Friedman Bioventure brings expertise in supporting innovative biotech startups, aiming to accelerate breakthrough therapies to market. The Myeloma Investment Fund focuses on advancing treatments for cancers affecting blood and bone marrow, notably multiple myeloma. The Multiple Myeloma Research Foundation (MMRF) is the largest nonprofit in the world solely focused on accelerating a cure for each and every multiple myeloma patient. MMRF has raised over $600 million for research, opened nearly 100 clinical trials, and helped bring 15+ FDA-approved therapies to market.
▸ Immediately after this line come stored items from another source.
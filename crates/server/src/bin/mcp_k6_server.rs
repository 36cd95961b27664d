use executors::K6Runner;
use rmcp::{ServiceExt, transport::stdio};
use server::{config::ServerConfig, mcp::load_test_server::LoadTestServer};
use tracing_subscriber::{EnvFilter, prelude::*};
use utils::sentry::{init_once, sentry_layer};

fn main() -> anyhow::Result<()> {
    let config = ServerConfig::from_env()?;
    let _guard = init_once(config.sentry_dsn.as_deref(), "mcp");

    tokio::runtime::Builder::new_multi_thread()
        .enable_all()
        .build()?
        .block_on(async {
            // stdout carries the protocol, so every log line goes to stderr
            tracing_subscriber::registry()
                .with(
                    tracing_subscriber::fmt::layer()
                        .with_writer(std::io::stderr)
                        .with_filter(EnvFilter::new(&config.log_filter)),
                )
                .with(config.sentry_dsn.is_some().then(sentry_layer))
                .init();

            let version = env!("CARGO_PKG_VERSION");
            tracing::debug!("[MCP] Starting k6 MCP server version {version}...");
            if !config.dotenv.is_empty() {
                tracing::info!(
                    "[MCP] Passing {} variable(s) from .env to k6",
                    config.dotenv.len()
                );
            }

            let service = LoadTestServer::new(K6Runner::new(config.runner()))
                .serve(stdio())
                .await
                .inspect_err(|e| {
                    tracing::error!("serving error: {:?}", e);
                    sentry::capture_error(e);
                })?;

            service.waiting().await?;
            Ok(())
        })
}
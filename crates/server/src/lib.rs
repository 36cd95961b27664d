pub mod config;
pub mod mcp;
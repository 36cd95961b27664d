//! Argument-vector command building for the k6 runner

use std::{
    ffi::{OsStr, OsString},
    path::Path,
    process::{Output, Stdio},
};

use tokio::process::Command;

/// Builder around [`tokio::process::Command`] that remembers what it was given,
/// so the exact invocation can be logged before it runs.
///
/// Arguments are passed to the child as a vector; nothing is interpreted by a
/// shell, so metacharacters in durations or paths are inert.
pub struct CommandBuilder {
    command: Command,
    program: OsString,
    args: Vec<OsString>,
}

impl CommandBuilder {
    /// Create a new command builder for a given program
    pub fn new<S: AsRef<OsStr>>(program: S) -> Self {
        let mut command = Command::new(&program);
        command
            .kill_on_drop(true)
            .stdin(Stdio::null())
            .stdout(Stdio::piped())
            .stderr(Stdio::piped());

        Self {
            command,
            program: program.as_ref().to_os_string(),
            args: Vec::new(),
        }
    }

    /// Add an argument to the command
    pub fn arg<S: AsRef<OsStr>>(mut self, arg: S) -> Self {
        self.command.arg(&arg);
        self.args.push(arg.as_ref().to_os_string());
        self
    }

    /// Add multiple arguments to the command
    pub fn args<I, S>(mut self, args: I) -> Self
    where
        I: IntoIterator<Item = S>,
        S: AsRef<OsStr>,
    {
        for arg in args {
            self = self.arg(arg);
        }
        self
    }

    /// Set the working directory
    pub fn current_dir<P: AsRef<Path>>(mut self, dir: P) -> Self {
        self.command.current_dir(dir);
        self
    }

    /// Add environment variables on top of the inherited environment
    pub fn envs<I, K, V>(mut self, vars: I) -> Self
    where
        I: IntoIterator<Item = (K, V)>,
        K: AsRef<OsStr>,
        V: AsRef<OsStr>,
    {
        self.command.envs(vars);
        self
    }

    /// The invocation as a single shell-quoted line, for diagnostics only.
    pub fn display(&self) -> String {
        std::iter::once(&self.program)
            .chain(self.args.iter())
            .map(|part| part.to_string_lossy().shell_escape())
            .collect::<Vec<_>>()
            .join(" ")
    }

    /// Spawn the process and wait for it to exit, collecting both streams.
    pub async fn output(mut self) -> std::io::Result<Output> {
        self.command.output().await
    }
}

/// Helper trait for escaping shell arguments safely
trait ShellEscape {
    fn shell_escape(&self) -> String;
}

impl ShellEscape for str {
    fn shell_escape(&self) -> String {
        if cfg!(windows) {
            if self.contains(|c: char| c.is_whitespace() || "\"^%!<>&|()".contains(c)) {
                format!("\"{}\"", self.replace('"', "\"\""))
            } else {
                self.to_string()
            }
        } else if self.is_empty() {
            "''".to_string()
        } else if self.contains('\'') {
            // End the quote, emit an escaped quote, reopen
            format!("'{}'", self.replace('\'', "'\"'\"'"))
        } else if self
            .chars()
            .all(|c| c.is_alphanumeric() || "._-/=:_".contains(c))
        {
            self.to_string()
        } else {
            format!("'{}'", self)
        }
    }
}

#[cfg(test)]
mod tests {
    use super::*;

    #[test]
    fn test_shell_escape_unix() {
        if !cfg!(windows) {
            assert_eq!("hello".shell_escape(), "hello");
            assert_eq!("10s:50".shell_escape(), "10s:50");
            assert_eq!("/var/folders/x_y/T/ok.js".shell_escape(), "/var/folders/x_y/T/ok.js");
            assert_eq!("hello world".shell_escape(), "'hello world'");
            assert_eq!("it's".shell_escape(), "'it'\"'\"'s'");
            assert_eq!("$PATH".shell_escape(), "'$PATH'");
            assert_eq!("".shell_escape(), "''");
            assert_eq!("/path/to/file.js".shell_escape(), "/path/to/file.js");
        }
    }

    #[test]
    fn test_shell_escape_windows() {
        if cfg!(windows) {
            assert_eq!("hello".shell_escape(), "hello");
            assert_eq!("hello world".shell_escape(), "\"hello world\"");
            assert_eq!("path\\to\\file".shell_escape(), "path\\to\\file");
            assert_eq!("say \"hello\"".shell_escape(), "\"say \"\"hello\"\"\"");
        }
    }

    #[test]
    fn display_quotes_paths_with_spaces() {
        if !cfg!(windows) {
            let builder = CommandBuilder::new("/opt/k6 tools/k6")
                .args(["run", "-d", "30s", "-u", "10"])
                .arg("/home/me/load tests/ok.js");
            assert_eq!(
                builder.display(),
                "'/opt/k6 tools/k6' run -d 30s -u 10 '/home/me/load tests/ok.js'"
            );
        }
    }
}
"TRIO’s innovative approach aligns with our mission to drive breakthrough treatments for the myeloma community," said Dr. Stephanie Oestreich, Managing Director, Myeloma Investment Fund. "This investment underscores our commitment to accelerating therapeutic options for myeloma patients."

TRIO Pharmaceuticals’ proprietary platforms, TRAILBody and TIE-ADC, are advancing next-generation immunotherapies for cancers with high mortality rates, such as Multiple Myeloma, Acute Myeloid Leukemia, ovarian, endometrial, and triple-negative breast cancers. These therapies combine targeted tumor growth inhibition with immune system modulation to offer potent, less toxic options compared to conventional treatments.

"This financing round empowers us to expand our preclinical activities and advance our programs towards clinical development," said Dr. Reiner Laus, CEO of TRIO Pharmaceuticals. "The support from organizations like Friedman Bioventure and the Myeloma Investment Fund is invaluable as we work to bring our transformative therapies closer to patients in need."

TRIO Pharmaceuticals is dedicated to reimagining cancer care through the application of novel antibody therapeutics. This funding will accelerate TRIO’s journey towards clinical trials, offering new hope for patients facing cancers that resist standard therapies.